As state lawmakers and Gov. Kathy Hochul negotiate potential ways of addressing the increased cost of gasoline in New York, some Republicans are calling for long-term relief.
But environmental organizations and transit organizations are skeptical of a gas tax suspension or cap would have any benefit for the consumer, while at the same time starve mass transit systems and road and bridge projects of needed funding.
The per-gallon price of gasoline in New York has been above $4 over the last several weeks. Multiple states have moved to either suspend their collection of gas taxes for the rest of the year or create some sort of rebate program.
New Yorkers pay about 48 cents in total taxes when filling up at the pump.
On Monday, Republican state Sens. Jim Tedisco and Daphne Jordan proposed capping the state sales tax on gasoline when it reaches $2.25, and suspend it when it hits $3.
“We won’t have to wait for everyone to agree on how we’re going to do it,” Jordan said. “It’s a method that will be there in perpetuity.”
Democrats in the state Senate this month proposed a gas tax suspension from May 1 through the rest of the year.
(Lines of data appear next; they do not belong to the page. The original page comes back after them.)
mod error;
mod traits;
mod types;

pub use error::{Result, StoreError};
pub use traits::ScanStore;
pub use types::{Item, ItemValue, ScanRequest};
//! Query input, expression value coercion and the read operation.

mod coercion;
mod operations;
mod types;

pub use coercion::{
    coerce_expression_attribute_values, coerce_text, coerce_value, parse_bool_literal,
};
pub use operations::{build_scan_request, read_ami_id, select_ami_id, AMI_ATTRIBUTE};
pub use types::{ConfigValue, ExpressionValue, QueryInput, QueryOutcome};
//! AWS SDK client setup.

use aws_sdk_dynamodb::Client;

/// AWS client configuration.
#[derive(Debug, Clone, PartialEq, Eq)]
pub struct AwsConfig {
    /// Custom endpoint URL (for local DynamoDB).
    pub endpoint_url: Option<String>,
    /// AWS region.
    pub region: String,
}

impl AwsConfig {
    /// Configuration for `region` against the real AWS endpoint.
    pub fn new(region: impl Into<String>) -> Self {
        Self {
            endpoint_url: None,
            region: region.into(),
        }
    }

    /// Overrides the endpoint URL.
    pub fn with_endpoint_url(mut self, endpoint_url: Option<String>) -> Self {
        self.endpoint_url = endpoint_url;
        self
    }

    /// Returns a display string for the target environment.
    pub fn target_display(&self) -> String {
        match &self.endpoint_url {
            Some(url) => format!("Local DynamoDB ({})", url),
            None => format!("AWS DynamoDB (region: {})", self.region),
        }
    }
}

/// Creates a DynamoDB client with the given configuration.
///
/// Credentials come from the SDK default chain.
pub async fn create_client(config: &AwsConfig) -> Client {
    let mut sdk_config_loader = aws_config::defaults(aws_config::BehaviorVersion::latest())
        .region(aws_config::Region::new(config.region.clone()));

    if let Some(endpoint) = &config.endpoint_url {
        sdk_config_loader = sdk_config_loader.endpoint_url(endpoint);
    }

    let sdk_config = sdk_config_loader.load().await;
    Client::new(&sdk_config)
}

#[cfg(test)]
mod tests {
    use super::*;

    #[test]
    fn test_target_display_remote() {
        let config = AwsConfig {
            endpoint_url: None,
            region: "eu-central-1".to_string(),
        };
        assert_eq!(
            config.target_display(),
            "AWS DynamoDB (region: eu-central-1)"
        );
    }

    #[test]
    fn test_target_display_local() {
        let config = AwsConfig::new("us-east-1")
            .with_endpoint_url(Some("http://localhost:8000".to_string()));

        assert_eq!(
            config.target_display(),
            "Local DynamoDB (http://localhost:8000)"
        );
    }
}
//! Newline-delimited JSON request loop.
//!
//! Each input line is one request, each output line the matching response.
//! The loop ends at end of input.

use std::collections::BTreeMap;

use serde::{Deserialize, Serialize};
use tokio::io::{AsyncBufRead, AsyncBufReadExt, AsyncWrite, AsyncWriteExt};

use amidynamodb_core::diagnostics::Diagnostics;
use amidynamodb_core::provider::PROVIDER_TYPE_NAME;
use amidynamodb_core::schema::Schema;

use crate::error::Result;
use crate::provider::{AmiDynamoProvider, ProviderData};

#[derive(Debug, Clone, PartialEq, Deserialize)]
#[serde(tag = "method", rename_all = "snake_case")]
pub enum HostRequest {
    GetMetadata,
    GetSchema,
    ConfigureProvider {
        config: serde_json::Value,
    },
    ReadDataSource {
        type_name: String,
        config: serde_json::Value,
    },
}

#[derive(Debug, Clone, PartialEq, Serialize)]
#[serde(tag = "response", rename_all = "snake_case")]
pub enum HostResponse {
    Metadata {
        type_name: String,
        version: String,
        data_sources: Vec<String>,
    },
    Schema {
        provider: Schema,
        data_sources: BTreeMap<String, Schema>,
    },
    Configured {
        diagnostics: Diagnostics,
    },
    DataSourceRead {
        state: Option<serde_json::Value>,
        diagnostics: Diagnostics,
    },
    Error {
        message: String,
    },
}

/// Serves one provider instance.
///
/// Holds the provider data from the last successful configure and hands it
/// to every data source it instantiates.
pub struct Host {
    provider: AmiDynamoProvider,
    provider_data: Option<ProviderData>,
}

impl Host {
    pub fn new(provider: AmiDynamoProvider) -> Self {
        Self {
            provider,
            provider_data: None,
        }
    }

    pub async fn handle(&mut self, request: HostRequest) -> HostResponse {
        match request {
            HostRequest::GetMetadata => {
                let metadata = self.provider.metadata();
                HostResponse::Metadata {
                    type_name: metadata.type_name,
                    version: metadata.version,
                    data_sources: self
                        .provider
                        .data_sources()
                        .into_iter()
                        .map(|factory| factory().type_name(PROVIDER_TYPE_NAME))
                        .collect(),
                }
            }
            HostRequest::GetSchema => HostResponse::Schema {
                provider: self.provider.schema(),
                data_sources: self
                    .provider
                    .data_sources()
                    .into_iter()
                    .map(|factory| {
                        let data_source = factory();
                        (data_source.type_name(PROVIDER_TYPE_NAME), data_source.schema())
                    })
                    .collect(),
            },
            HostRequest::ConfigureProvider { config } => {
                // A failed configure leaves the provider without a client.
                let response = self.provider.configure(&config).await;
                self.provider_data = response.provider_data;
                HostResponse::Configured {
                    diagnostics: response.diagnostics,
                }
            }
            HostRequest::ReadDataSource { type_name, config } => {
                let Some(mut data_source) = self.provider.data_source(&type_name) else {
                    return HostResponse::Error {
                        message: format!("Unknown data source type: {}", type_name),
                    };
                };
                data_source.configure(self.provider_data.as_ref());

                let response = data_source.read(&config).await;
                HostResponse::DataSourceRead {
                    state: response.state,
                    diagnostics: response.diagnostics,
                }
            }
        }
    }

    /// Decodes and handles one request line.
    pub async fn handle_line(&mut self, line: &str) -> HostResponse {
        match serde_json::from_str::<HostRequest>(line) {
            Ok(request) => self.handle(request).await,
            Err(err) => {
                tracing::warn!(error = %err, "Invalid request");
                HostResponse::Error {
                    message: format!("Invalid request: {}", err),
                }
            }
        }
    }

    /// Answers requests from `reader` on `writer` until end of input.
    ///
    /// A line that is not valid UTF-8 gets an error response; only I/O
    /// failures end the loop early.
    pub async fn serve<R, W>(&mut self, mut reader: R, mut writer: W) -> Result<()>
    where
        R: AsyncBufRead + Unpin,
        W: AsyncWrite + Unpin,
    {
        let mut buf = Vec::new();

        loop {
            buf.clear();
            if reader.read_until(b'\n', &mut buf).await? == 0 {
                break;
            }

            let response = match std::str::from_utf8(&buf) {
                Ok(line) if line.trim().is_empty() => continue,
                Ok(line) => self.handle_line(line.trim()).await,
                Err(err) => {
                    tracing::warn!(error = %err, "Request is not valid UTF-8");
                    HostResponse::Error {
                        message: format!("Invalid request: {}", err),
                    }
                }
            };

            let mut encoded = serde_json::to_vec(&response)?;
            encoded.push(b'\n');
            writer.write_all(&encoded).await?;
            writer.flush().await?;
        }

        tracing::debug!("Input closed, stopping");
        Ok(())
    }
}
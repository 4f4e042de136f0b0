use std::collections::HashMap;
use std::fmt;

use serde::{Deserialize, Serialize};

/// A configuration value as handed over by the host framework.
///
/// Values are opaque to the provider; only their textual form is used.
#[derive(Debug, Clone, PartialEq, Eq, Serialize, Deserialize)]
#[serde(from = "Option<String>", into = "Option<String>")]
pub enum ConfigValue {
    Known(String),
    Null,
}

impl ConfigValue {
    /// Creates a known string value.
    pub fn known(value: impl Into<String>) -> Self {
        ConfigValue::Known(value.into())
    }
}

impl From<Option<String>> for ConfigValue {
    fn from(value: Option<String>) -> Self {
        match value {
            Some(s) => ConfigValue::Known(s),
            None => ConfigValue::Null,
        }
    }
}

impl From<ConfigValue> for Option<String> {
    fn from(value: ConfigValue) -> Self {
        match value {
            ConfigValue::Known(s) => Some(s),
            ConfigValue::Null => None,
        }
    }
}

impl From<&str> for ConfigValue {
    fn from(value: &str) -> Self {
        ConfigValue::Known(value.to_string())
    }
}

/// Renders the value the way the host framework prints it: known strings
/// as a Go `%q` literal, null as `<null>`.
impl fmt::Display for ConfigValue {
    fn fmt(&self, f: &mut fmt::Formatter<'_>) -> fmt::Result {
        match self {
            ConfigValue::Known(s) => f.write_str(&quote(s)),
            ConfigValue::Null => f.write_str("<null>"),
        }
    }
}

/// Double-quotes `s` with Go `strconv.Quote` escaping.
///
/// Non-printable characters are approximated as control characters plus
/// whitespace other than the ASCII space.
fn quote(s: &str) -> String {
    let mut quoted = String::with_capacity(s.len() + 2);
    quoted.push('"');

    for c in s.chars() {
        match c {
            '"' => quoted.push_str("\\\""),
            '\\' => quoted.push_str("\\\\"),
            '\u{07}' => quoted.push_str("\\a"),
            '\u{08}' => quoted.push_str("\\b"),
            '\u{0C}' => quoted.push_str("\\f"),
            '\n' => quoted.push_str("\\n"),
            '\r' => quoted.push_str("\\r"),
            '\t' => quoted.push_str("\\t"),
            '\u{0B}' => quoted.push_str("\\v"),
            c if c == ' ' || !(c.is_control() || c.is_whitespace()) => quoted.push(c),
            c if (c as u32) < 0x80 => quoted.push_str(&format!("\\x{:02x}", c as u32)),
            c if (c as u32) < 0x10000 => quoted.push_str(&format!("\\u{:04x}", c as u32)),
            c => quoted.push_str(&format!("\\U{:08x}", c as u32)),
        }
    }

    quoted.push('"');
    quoted
}

/// A typed value bound to a substitution token in a filter expression.
#[derive(Debug, Clone, PartialEq, Eq, Serialize, Deserialize)]
pub enum ExpressionValue {
    String(String),
    Bool(bool),
}

/// Everything a read needs to build its scan.
#[derive(Debug, Clone, PartialEq, Eq)]
pub struct QueryInput {
    pub table_name: String,
    pub filter_expression: String,
    pub substitutions: HashMap<String, ConfigValue>,
}

/// Terminal result of a single read.
#[derive(Debug, Clone, PartialEq, Eq)]
pub enum QueryOutcome {
    Found { ami_id: String },
    NotFound,
    Failed { message: String },
}
use std::collections::HashMap;

use serde::{Deserialize, Serialize};

use crate::query::ExpressionValue;

/// A single attribute value of a stored item.
///
/// This is a backend-agnostic view of the attribute types the provider cares
/// about. Anything else is kept as `Unsupported` with the type name.
#[derive(Debug, Clone, PartialEq, Eq, Serialize, Deserialize)]
pub enum ItemValue {
    S(String),
    N(String),
    Bool(bool),
    Null,
    Unsupported(String),
}

impl ItemValue {
    /// Returns the string payload if this is an `S` value.
    pub fn as_s(&self) -> Option<&str> {
        match self {
            ItemValue::S(s) => Some(s),
            _ => None,
        }
    }
}

/// A stored item: attribute name to value.
pub type Item = HashMap<String, ItemValue>;

/// A filtered scan against one table.
#[derive(Debug, Clone, PartialEq, Eq)]
pub struct ScanRequest {
    pub table_name: String,
    /// Passed to the store verbatim; the store reports parse errors.
    pub filter_expression: String,
    pub expression_attribute_values: HashMap<String, ExpressionValue>,
    pub expression_attribute_names: Option<HashMap<String, String>>,
    pub projection_expression: Option<String>,
}

impl ScanRequest {
    /// Creates a scan with no attribute-name aliasing and no projection.
    pub fn new(
        table_name: impl Into<String>,
        filter_expression: impl Into<String>,
        expression_attribute_values: HashMap<String, ExpressionValue>,
    ) -> Self {
        Self {
            table_name: table_name.into(),
            filter_expression: filter_expression.into(),
            expression_attribute_values,
            expression_attribute_names: None,
            projection_expression: None,
        }
    }
}
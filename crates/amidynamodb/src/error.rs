//! Error types for the host request loop.

use thiserror::Error;

/// Result type alias for the host module.
pub type Result<T> = std::result::Result<T, HostError>;

/// Errors that end the host request loop.
#[derive(Error, Debug)]
pub enum HostError {
    #[error("IO error: {0}")]
    Io(#[from] std::io::Error),

    #[error("Failed to encode response: {0}")]
    Encode(#[from] serde_json::Error),
}
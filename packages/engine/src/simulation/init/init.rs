use crate::core::error::{EngineResult, ParseError};
use crate::domain::config::SimulationConfig;
use crate::domain::coord::WallPath;
use crate::domain::input::parse_wall_paths;
use crate::spatial::{Bounds, OccupancyGrid};
use crate::systems::grain::Grain;
use crate::systems::rasterize::rasterize_walls;

use super::sim_stats::SimStats;
use super::SandSimulation;

struct Seeded {
    bounds: Bounds,
    grid: OccupancyGrid,
}

fn build(config: &SimulationConfig, paths: &[WallPath]) -> EngineResult<Seeded> {
    let bounds = Bounds::from_paths(paths).ok_or(ParseError::Empty)?;
    let walls = rasterize_walls(paths, config.diagonal_policy)?;
    bounds.checked_abyss_row(config.floor_margin)?;
    let grid = OccupancyGrid::from_walls(walls);

    log::info!(
        "seeded {} wall cells from {} paths, x {}..={}, floor row {}",
        grid.wall_count(),
        paths.len(),
        bounds.min_x,
        bounds.max_x,
        bounds.max_y,
    );

    Ok(Seeded { bounds, grid })
}

pub(super) fn create_simulation(config: SimulationConfig, paths: Vec<WallPath>) -> EngineResult<SandSimulation> {
    config.validate()?;
    let Seeded { bounds, grid } = build(&config, &paths)?;

    Ok(SandSimulation {
        grain: Some(Grain::spawn(config.spawn_point)),
        config,
        wall_paths: paths,
        bounds,
        grid,
        stats: SimStats::default(),
    })
}

pub(super) fn create_simulation_from_input(text: &str, config: SimulationConfig) -> EngineResult<SandSimulation> {
    let paths = parse_wall_paths(text)?;
    create_simulation(config, paths)
}

pub(super) fn seed(sim: &mut SandSimulation, paths: Vec<WallPath>) -> EngineResult<()> {
    let Seeded { bounds, grid } = build(&sim.config, &paths)?;

    sim.wall_paths = paths;
    sim.bounds = bounds;
    sim.grid = grid;
    sim.grain = Some(Grain::spawn(sim.config.spawn_point));
    sim.stats = SimStats::default();
    Ok(())
}

pub(super) fn reset(sim: &mut SandSimulation) {
    sim.grid.reset_to_walls();
    sim.grain = Some(Grain::spawn(sim.config.spawn_point));
    sim.stats = SimStats::default();

    log::info!("reset to {} wall cells", sim.grid.wall_count());
}
use wasm_bindgen::prelude::*;

/// Running counters for one simulation run (cleared by reset/seed)
#[wasm_bindgen]
#[derive(Clone, Debug, Default, PartialEq, Eq)]
pub struct SimStats {
    pub(super) steps: u64,
    pub(super) grains_settled: u32,
    pub(super) grains_lost: u32,
    pub(super) first_loss_after: Option<u32>,
}

#[wasm_bindgen]
impl SimStats {
    #[wasm_bindgen(getter)]
    pub fn steps(&self) -> u64 { self.steps }

    #[wasm_bindgen(getter)]
    pub fn grains_settled(&self) -> u32 { self.grains_settled }

    #[wasm_bindgen(getter)]
    pub fn grains_lost(&self) -> u32 { self.grains_lost }

    /// Grains settled before the first one fell into the abyss
    #[wasm_bindgen(getter)]
    pub fn first_loss_after(&self) -> Option<u32> { self.first_loss_after }

    /// Grains that reached a terminal state
    #[wasm_bindgen(getter)]
    pub fn grains_resolved(&self) -> u32 { self.grains_settled + self.grains_lost }
}
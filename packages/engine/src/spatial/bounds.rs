//! Bounds - field extent from the raw wall vertices
//!
//! Only named vertices are scanned, never the rasterized fill: on axis-aligned
//! input the fill cannot extend past its endpoints.

use serde::Serialize;

use crate::core::error::GeometryError;
use crate::domain::coord::{Coordinate, WallPath, COORD_LIMIT};

#[derive(Clone, Copy, Debug, PartialEq, Eq, Serialize)]
pub struct Bounds {
    pub min_x: i32,
    pub max_x: i32,
    /// Spawn row axis origin, always 0
    pub min_y: i32,
    pub max_y: i32,
}

impl Bounds {
    pub fn from_paths(paths: &[WallPath]) -> Option<Self> {
        Self::from_vertices(paths.iter().flat_map(|p| p.vertices().iter().copied()))
    }

    pub fn from_vertices(vertices: impl IntoIterator<Item = Coordinate>) -> Option<Self> {
        let mut iter = vertices.into_iter();
        let first = iter.next()?;

        let mut bounds = Bounds {
            min_x: first.x,
            max_x: first.x,
            min_y: 0,
            max_y: first.y,
        };
        for v in iter {
            bounds.min_x = bounds.min_x.min(v.x);
            bounds.max_x = bounds.max_x.max(v.x);
            bounds.max_y = bounds.max_y.max(v.y);
        }
        Some(bounds)
    }

    #[inline]
    pub fn width(&self) -> i32 {
        self.max_x - self.min_x + 1
    }

    #[inline]
    pub fn height(&self) -> i32 {
        self.max_y - self.min_y + 1
    }

    /// Deepest row a falling grain may occupy before it counts as lost
    #[inline]
    pub fn abyss_row(&self, floor_margin: i32) -> i32 {
        self.max_y + floor_margin
    }

    /// `abyss_row`, refused when it would leave the supported range
    pub fn checked_abyss_row(&self, floor_margin: i32) -> Result<i32, GeometryError> {
        self.max_y
            .checked_add(floor_margin)
            .filter(|row| *row <= COORD_LIMIT)
            .ok_or(GeometryError::AbyssOutOfRange { max_y: self.max_y, floor_margin })
    }
}
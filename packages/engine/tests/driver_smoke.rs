use grainfall_engine::{Coordinate, SandSimulation, SimulationConfig, StepDriver, StepEvent};

fn floor_sim() -> SandSimulation {
    let config = SimulationConfig::default().with_spawn_point(Coordinate::new(5, 0));
    SandSimulation::from_input("0,10 -> 10,10", config).unwrap()
}

#[test]
fn driver_steps_only_after_the_interval_elapses() {
    let mut sim = floor_sim();
    let mut driver = StepDriver::new(0.5);

    assert_eq!(driver.tick(&mut sim, 0.2), None);
    assert_eq!(driver.tick(&mut sim, 0.5), None);
    assert_eq!(driver.tick(&mut sim, 0.6), Some(StepEvent::Moved(Coordinate::new(5, 1))));
    assert_eq!(driver.tick(&mut sim, 1.0), None);
    assert_eq!(driver.tick(&mut sim, 1.2), Some(StepEvent::Moved(Coordinate::new(5, 2))));

    assert_eq!(sim.stats().steps(), 2);
}

#[test]
fn driver_reads_interval_from_config() {
    let sim = floor_sim();
    let driver = StepDriver::from_config(sim.config());
    assert_eq!(driver.interval_secs(), 0.0001);
}

#[test]
fn zero_interval_steps_on_every_advancing_tick() {
    let mut sim = floor_sim();
    let mut driver = StepDriver::new(0.0);
    let mut stepped = 0;
    for i in 1..=10 {
        if driver.tick(&mut sim, i as f64 * 0.01).is_some() {
            stepped += 1;
        }
    }
    assert_eq!(stepped, 10);
    assert_eq!(sim.current_grain_position(), Some(Coordinate::new(5, 0)));
    assert_eq!(sim.stats().grains_settled(), 1);
}

#[test]
fn restart_resets_the_time_base() {
    let mut sim = floor_sim();
    let mut driver = StepDriver::new(1.0);
    assert!(driver.tick(&mut sim, 5.0).is_some());
    assert!(driver.tick(&mut sim, 5.5).is_none());
    driver.restart();
    assert!(driver.tick(&mut sim, 1.5).is_some());
}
But the Republicans insisted their plan should go further.
“It’s cold comfort for taxpayers for New York state government to try to fight inflation at the pump by waiting for a gallon of gas to cost $4 and only then suspending a portion of the gas tax for a brief period,” Tedisco said.
Senate Minority Leader Robert Ortt says action is needed now.
“There’s a lot of my constituents where this is the difference between paying their electric bill or putting enough gas in their car,” Ortt said. “When the comment back is buy an electric car — I’ve looked at electric cars. Do you know what they cost? They cost a lot of money.”
But not everyone is convinced a tax suspension would help drivers. Rachael Fauss of the government transparency group, Reinvent Albany, said there’s reason for skepticism.
“We think it’s counter to the state’s climate goals and there’s some evidence that gas tax changes in prices whethere’s increases or decreases — they don’t get passed onto consumers,” she said.
New York is expected to generate $2 billion from the gas tax, with much of that money going to road and bridge repair as well as mass transit systems. The lost revenue would have to be found elsewhere in the budget.
“We think it’s not going to accomplish what folks think it will,” Fauss said. “We think there are equity concerns about it disproportionately helping people who are wealthy versus those who are low income, like transit riders.”